Este abrazo, de esta plaza, es un poco como la columnata de San Pedro en Roma: ¡ustedes saben recibir con este calor! ¡Muchas gracias!
Agradezco al señor alcalde las palabras que me ha dirigido, saludo a todas las autoridades civiles y militares presentes, al tiempo que renuevo mi gratitud a Su Eminencia el arzobispo y a todos los que se han reunido aquí.
Sobre el trasfondo de la escena evangélica de los discípulos de Emaús, se han alternado algunas voces que nos han introducido a este nuestro hermoso encuentro. Son las voces de Nápoles, perla del Mediterráneo que el Vesubio contempla desde lo alto, voces en las que resuena la antigua belleza de esta ciudad bañada por el mar y besada por el sol, y en las que, sin embargo, también encuentran cabida las heridas, la pobreza y los temores. Estas voces hablan de una Nápoles que a menudo camina cansada, desorientada y decepcionada como los dos discípulos del Evangelio, que necesita esa cercanía que Jesús les ofreció; voces de un pueblo que, aún hoy, siente la necesidad de detenerse para preguntarse: ¿qué es lo que realmente importa?
Hermanos, hermanas, en esta ciudad corre un anhelo de vida, de justicia y de bien que no puede ser abrumado por el mal, el desánimo y la resignación. Por eso es necesario que —no solos, sino juntos— nos preguntemos: ¿qué es lo que realmente importa? ¿Qué es necesario e importante para retomar el camino con el ímpetu del compromiso en lugar del cansancio del desinterés, con el valor del bien en lugar del miedo al mal, con el cuidado de las heridas en lugar de la indiferencia?
Nápoles vive hoy una dramática paradoja: al notable crecimiento del turismo le cuesta corresponder con un dinamismo económico capaz de involucrar verdaderamente a toda la comunidad social. La ciudad sigue marcada por una brecha social que ya no separa el centro de las periferias, sino que se acentúa incluso dentro de cada zona, con periferias existenciales anidadas también en el corazón del centro histórico. En muchas zonas se percibe una verdadera geografía de la desigualdad y la pobreza, alimentada por problemas sin resolver desde hace tiempo: la disparidad de ingresos, las escasas perspectivas laborales, la falta de estructuras y servicios adecuados, la acción generalizada de la delincuencia, el drama del desempleo, el abandono escolar y otras situaciones que agravan la vida de muchas personas. Ante estas realidades, que a veces alcanzan dimensiones preocupantes, la presencia y la acción del Estado son más necesarias que nunca, para brindar seguridad y confianza a los ciudadanos y restar espacio a la delincuencia organizada.

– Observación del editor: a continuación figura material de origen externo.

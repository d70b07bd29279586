//! Migration Controller (C10): monotonic versioning under an exclusive
//! lock, with an upgrade-event lifecycle a listener populates via
//! `wait_until`, per §4.9 and §6.2.

use std::future::Future;
use std::pin::Pin;

use async_trait::async_trait;
use lattice_core::dialect::{Dialect, DialectKind};
use lattice_core::driver::Driver;
use lattice_core::error::{LatticeError, Result};
use lattice_core::value::DbValue;

/// Fired exactly once during `open(v)` when `v > current` (§6.2).
pub struct UpgradeEvent {
    pub old_version: i64,
    pub new_version: i64,
    waiters: Vec<Pin<Box<dyn Future<Output = Result<()>> + Send>>>,
}

impl UpgradeEvent {
    fn new(old_version: i64, new_version: i64) -> Self {
        Self {
            old_version,
            new_version,
            waiters: Vec::new(),
        }
    }

    /// Registers a continuation the controller must await before marking
    /// the upgrade successful. Callable more than once; every registered
    /// future is awaited (§6.2 "Multiple `wait_until` calls are all
    /// awaited").
    pub fn wait_until<F>(&mut self, future: F)
    where
        F: Future<Output = Result<()>> + Send + 'static,
    {
        self.waiters.push(Box::pin(future));
    }

    async fn settle(self) -> Result<()> {
        for waiter in self.waiters {
            waiter.await?;
        }
        Ok(())
    }
}

/// Application code's hook into the upgrade lifecycle: populate the event
/// with whatever async migration work `old_version -> new_version` needs,
/// via `event.wait_until(...)`.
#[async_trait]
pub trait UpgradeListener: Send + Sync {
    async fn on_upgrade(&self, event: &mut UpgradeEvent) -> Result<()>;
}

/// A listener that performs no migration work; useful when the caller
/// only needs version bookkeeping (e.g. a fresh database brought straight
/// to its current schema by `ensure_table` rather than incremental steps).
pub struct NoopListener;

#[async_trait]
impl UpgradeListener for NoopListener {
    async fn on_upgrade(&self, _event: &mut UpgradeEvent) -> Result<()> {
        Ok(())
    }
}

fn migrations_table_ddl(kind: DialectKind) -> &'static str {
    match kind {
        DialectKind::Sqlite => "CREATE TABLE IF NOT EXISTS _migrations (version INTEGER PRIMARY KEY)",
        DialectKind::Postgres | DialectKind::Mysql => {
            "CREATE TABLE IF NOT EXISTS _migrations (version BIGINT PRIMARY KEY)"
        }
    }
}

/// One-shot controller: `open` may be called at most once per instance
/// (§7 `MigrationAlreadyOpen`, testable property #11).
pub struct MigrationController<'a> {
    driver: &'a dyn Driver,
    opened: bool,
}

impl<'a> MigrationController<'a> {
    pub fn new(driver: &'a dyn Driver) -> Self {
        Self {
            driver,
            opened: false,
        }
    }

    pub fn is_opened(&self) -> bool {
        self.opened
    }

    /// Runs the full §4.9 lifecycle against `desired_version`. A no-op
    /// (besides marking the controller opened) when `desired_version` is
    /// already reached.
    pub async fn open(&mut self, desired_version: i64, listener: &dyn UpgradeListener) -> Result<()> {
        if self.opened {
            return Err(LatticeError::MigrationAlreadyOpen);
        }

        match self.driver.acquire_migration_lock().await? {
            Some(lock) => {
                let result = run_open(self.driver, desired_version, listener).await;
                lock.release().await?;
                result?;
            }
            None => {
                let txn = self.driver.begin().await?;
                match run_open(txn.as_ref(), desired_version, listener).await {
                    Ok(()) => txn.commit().await?,
                    Err(err) => {
                        let _ = txn.rollback().await;
                        return Err(err);
                    }
                }
            }
        }

        self.opened = true;
        Ok(())
    }

    pub async fn current_version(&self) -> Result<i64> {
        read_current_version(self.driver).await
    }
}

async fn run_open(driver: &dyn Driver, desired_version: i64, listener: &dyn UpgradeListener) -> Result<()> {
    driver
        .run(migrations_table_ddl(driver.dialect().kind()), &[])
        .await?;

    let current = read_current_version(driver).await?;
    if desired_version <= current {
        return Ok(());
    }

    tracing::info!(current, desired_version, "running schema upgrade");
    let mut event = UpgradeEvent::new(current, desired_version);
    listener.on_upgrade(&mut event).await?;
    event.settle().await?;

    let placeholder = driver.dialect().placeholder(1);
    driver
        .run(
            &format!("INSERT INTO _migrations (version) VALUES ({placeholder})"),
            &[DbValue::Int(desired_version)],
        )
        .await?;
    Ok(())
}

async fn read_current_version(driver: &dyn Driver) -> Result<i64> {
    let value = driver
        .val("SELECT MAX(version) FROM _migrations", &[])
        .await?;
    Ok(match value {
        Some(DbValue::Int(v)) => v,
        Some(DbValue::Real(v)) => v as i64,
        _ => 0,
    })
}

En este contexto, son muchos los napolitanos que alimentan el deseo de una ciudad redimida del mal y sanada de sus heridas. A menudo se trata de auténticos héroes sociales, mujeres y hombres que se entregan cada día con dedicación, a veces incluso solo cumpliendo fielmente con su deber, sin llamar la atención, para que la justicia, la verdad y la belleza se abran paso en las calles, en las instituciones y en las relaciones. Estas personas no deben quedarse aisladas, y para que su compromiso impregne el tejido profundo de la ciudad, es necesario crear una conexión, trabajar en red, formar comunidad.
Me alegra poder decir que la Iglesia en Nápoles es un «pegante» que contribuye notablemente a este trabajo en red, para mantener unidos los esfuerzos de cada uno y conectar las energías, los talentos y las aspiraciones de muchos. Lo ha hecho promoviendo un Pacto Educativo, que ha encontrado una respuesta generosa en las instituciones —el Ayuntamiento, la Región, el Gobierno— y también en muchas realidades eclesiales y del tercer sector. Por eso, quisiera hacer un llamado a todos ustedes: ¡que no se rompa esta red que los une, que no se apague esta luz que han comenzado a encender en la oscuridad, que no pierda su color este sueño que están haciendo realidad por una Nápoles mejor y más bella! Sigan llevando adelante este Pacto, reúnan fuerzas, trabajen juntos, caminen unidos —instituciones, Iglesia y sociedad civil— para levantar la ciudad, preservar a sus hijos de las trampas del malestar y del mal, para devolverle a Nápoles su vocación de ser capital de la humanidad y de la esperanza.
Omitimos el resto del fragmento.